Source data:
┌──

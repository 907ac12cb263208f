//! Binary frame envelope: one message-type byte, a little-endian `u32`
//! payload length, then the payload. Payloads above 1 MiB and unknown type
//! bytes are protocol errors that tear the client down.

use std::io::{self, Read, Write};

use byteorder::{LittleEndian, ReadBytesExt, WriteBytesExt};

pub const DEFAULT_PORT: u16 = 5000;
pub const MAX_PAYLOAD_BYTES: usize = 1024 * 1024;

#[derive(Clone, Copy, Debug, PartialEq, Eq)]
pub enum MessageType {
    RequestMap,
    MapData,
    PlayerMove,
    PlayerJoin,
    PlayerLeave,
    Error,
}

impl MessageType {
    pub fn as_byte(self) -> u8 {
        match self {
            Self::RequestMap => 1,
            Self::MapData => 2,
            Self::PlayerMove => 3,
            Self::PlayerJoin => 4,
            Self::PlayerLeave => 5,
            Self::Error => 255,
        }
    }

    pub fn from_byte(byte: u8) -> Option<Self> {
        match byte {
            1 => Some(Self::RequestMap),
            2 => Some(Self::MapData),
            3 => Some(Self::PlayerMove),
            4 => Some(Self::PlayerJoin),
            5 => Some(Self::PlayerLeave),
            255 => Some(Self::Error),
            _ => None,
        }
    }
}

#[derive(Clone, Debug, PartialEq, Eq)]
pub struct Frame {
    pub message_type: MessageType,
    pub payload: Vec<u8>,
}

pub fn write_frame(
    writer: &mut impl Write,
    message_type: MessageType,
    payload: &[u8],
) -> io::Result<()> {
    if payload.len() > MAX_PAYLOAD_BYTES {
        return Err(io::Error::new(
            io::ErrorKind::InvalidInput,
            format!("payload of {} bytes exceeds the 1 MiB cap", payload.len()),
        ));
    }
    writer.write_u8(message_type.as_byte())?;
    writer.write_u32::<LittleEndian>(payload.len() as u32)?;
    writer.write_all(payload)?;
    writer.flush()
}

pub fn read_frame(reader: &mut impl Read) -> io::Result<Frame> {
    let type_byte = reader.read_u8()?;
    let Some(message_type) = MessageType::from_byte(type_byte) else {
        return Err(io::Error::new(
            io::ErrorKind::InvalidData,
            format!("unknown message type {type_byte}"),
        ));
    };
    let length = reader.read_u32::<LittleEndian>()? as usize;
    if length > MAX_PAYLOAD_BYTES {
        return Err(io::Error::new(
            io::ErrorKind::InvalidData,
            format!("payload of {length} bytes exceeds the 1 MiB cap"),
        ));
    }
    let mut payload = vec![0; length];
    reader.read_exact(&mut payload)?;
    Ok(Frame { message_type, payload })
}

└──

What is required: Every line holding the word "PlayerJoin" should be copied out of the records above.

Solved exercise:
    PlayerJoin,
            Self::PlayerJoin => 4,
            4 => Some(Self::PlayerJoin),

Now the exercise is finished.